Wednesday, November 29, 2006

Things have been so busy at work lately that I haven't had time to post about I'm With The Band by Pamela Des Barres, which I finished last week. It's an account of the author's time spent as a groupie in the 1960s and '70s, falling in love with rock stars and trying to make her own artistic impact on the world. At first I thought the excerpts from her diary would get annoying fast because of their extreme teenage exuberance (there's only so much of that I can take), but she tempered them with wry adult commentary, so they became sweet and endearing instead. I'm not going to attempt to list all the rock gods she knew or slept with, but it's a who's who roster of a great classic rock station - everyone from Captain Beefheart to Waylon Jennings by way of Mick Jagger and Jimmy Page. Hell, she even dated Woody Allen! I'm a big fan of the music from that era so it's no surprise that I loved the book. I understand she has a couple more books and I will definitely be checking them out.


Monday, November 20, 2006

I read The Death Of Sweet Mister by Daniel Woodrell last week. This one was, if possible, even more messed up than the other two of his I've read. The narrator is a thirteen year old boy named Shug living and working in a graveyard with his mother. His father, a part time thief and full time drug user, stops by every now and then to knock them around or to take Shug out to steal dope from terminal cancer patients so he can get high. A read winner, that one. His mom is the local knockout and usually drunk herself, but she's all he has. Needless to say, tragedy is in the air. While I enjoy Woodrell's writing style, there was a weird tick he did with Shug's voice that bugged me. For instance: "His bed had got rich with pillows but he did use just two, both plumped behind him with the others tossed around the bed." I love the bed getting rich with pillows part, but it's the "did" that's all over the novel and it stood out enough that every single time it forced me to stop and register its presence. Although I found it less annoying toward the end, I never stopped seeing it. Anyway. It's terrific, beautifully written and tragic, and you can't help but feel for Shug who has no one good in his life to counteract the brutality he encounters.


Tuesday, November 14, 2006

Over the weekend I finished Time Was Soft There by Jeremy Mercer. Mercer was a journalist and author who fled Canada after receiving a death threat and found himself in Paris with no money and no prospects. Which is when he started living at Shakespeare and Company among other itinerant writers. The book is about his time spent living there, the people he encountered, and the history of the modern incarnation of this historic bookstore and of its idiosyncratic owner, George Whitman. George was in his eighties by the time Mercer arrived, but still going strong, charming the ladies, hosting weekly tea parties for customers and residents alike, and making plans for the future. Mercer quickly became George's second in command and through him we see the day to day life of living and working at the bookstore and his struggle to eke out a living. It's a fairly straightforward and unromantic vision of Paris, but he doesn't keep all the magic out. Or maybe that was just me imagining how much fun it would be to live in a bookstore (although preferably without the pervasive smell of cat pee, which Claire tells me is a permanent fixture there).

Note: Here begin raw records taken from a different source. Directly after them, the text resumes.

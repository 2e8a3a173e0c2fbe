// Copyright 2025-present Harīṣh Tummalachērla
// SPDX-License-Identifier: Apache-2.0

//! CLI definitions for the toolscout command-line interface.
//!
//! Three subcommands: `search` to run a query the way a UI surface would,
//! `inspect` to list what a catalog file declares, and `distance` to check
//! what the fuzzy tier thinks of two words.

pub mod display;

use clap::{Parser, Subcommand, ValueEnum};
use toolscout::Surface;

#[derive(Parser)]
#[command(
    name = "toolscout",
    about = "Typo-tolerant search over a catalog of utility tools",
    version
)]
pub struct Cli {
    /// Log engine diagnostics to stderr (overrides TOOLSCOUT_LOG)
    #[arg(short, long, global = true)]
    pub verbose: bool,

    #[command(subcommand)]
    pub command: Commands,
}

#[derive(Subcommand)]
pub enum Commands {
    /// Search a catalog file and display grouped results
    Search {
        /// Path to catalog JSON file
        catalog: String,

        /// Search query
        query: String,

        /// Which surface's matching strategy to use
        #[arg(short, long, value_enum, default_value_t = SurfaceArg::Overlay)]
        surface: SurfaceArg,

        /// Path to match config JSON (thresholds for the fuzzy tier)
        #[arg(short, long)]
        config: Option<String>,

        /// Print the result as JSON instead of a table
        #[arg(long)]
        json: bool,

        /// Show which tier accepted each entry (overlay only)
        #[arg(long)]
        explain: bool,
    },

    /// Inspect a catalog file: categories, counts and ids
    Inspect {
        /// Path to catalog JSON file
        catalog: String,
    },

    /// Edit distance and similarity between two words
    Distance {
        a: String,
        b: String,
    },
}

#[derive(Clone, Copy, Debug, PartialEq, Eq, ValueEnum)]
pub enum SurfaceArg {
    Overlay,
    Sidebar,
}

impl From<SurfaceArg> for Surface {
    fn from(arg: SurfaceArg) -> Self {
        match arg {
            SurfaceArg::Overlay => Surface::Overlay,
            SurfaceArg::Sidebar => Surface::Sidebar,
        }
    }
}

I was actually hoping for more history on the original Shakespeare and Company bookstore, but I suspect I'll have to find one specifically about the expat literary scene in the 1920's for that. Any suggestions?

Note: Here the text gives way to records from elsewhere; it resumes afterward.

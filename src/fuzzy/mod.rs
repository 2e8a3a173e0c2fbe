// Copyright 2025-present Harīṣh Tummalachērla
// SPDX-License-Identifier: Apache-2.0

//! Fuzzy search: typo tolerance via edit distance.
//!
//! Two layers here: the raw Levenshtein distance (full and bounded), and the
//! similarity ratio the fuzzy tier thresholds against.

mod levenshtein;
mod similarity;

pub use levenshtein::*;
pub use similarity::*;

Thursday, November 02, 2006

Two down, five to go. That's right, I finally finished In The Shadow Of Young Girls In Flower by Marcel Proust. I've got torn ribbons of post-it notes sticking out of the top and scraps of paper tucked in between the pages with things like, "Corr. to part in Alain's @ finding beauty in own surr." written on them. There are far too many of them to detail here, but some will probably end up over at Involuntary Memory if you're interested.

I was talking to Claire last night and mentioned what an interesting experience it's been, reading Proust. I have never read a book before that, even while it is so completely foreign to my own experience, has brought up so many memories, causing me to feel such a strong connection to it. Even while scoffing at the narrator (or Swann) for suddenly believing themselves in love when faced with the absence of a girl, I remember a similar occurrence in my life and have to grudgingly admit that my scorn for their actions isn't deserved. Or, if it is, then I must also direct it at myself! And this kind of thing happens over and over again. It's rather disconcerting, having your judgments called into question on every other page, but it makes for an enthralling and engaging experience.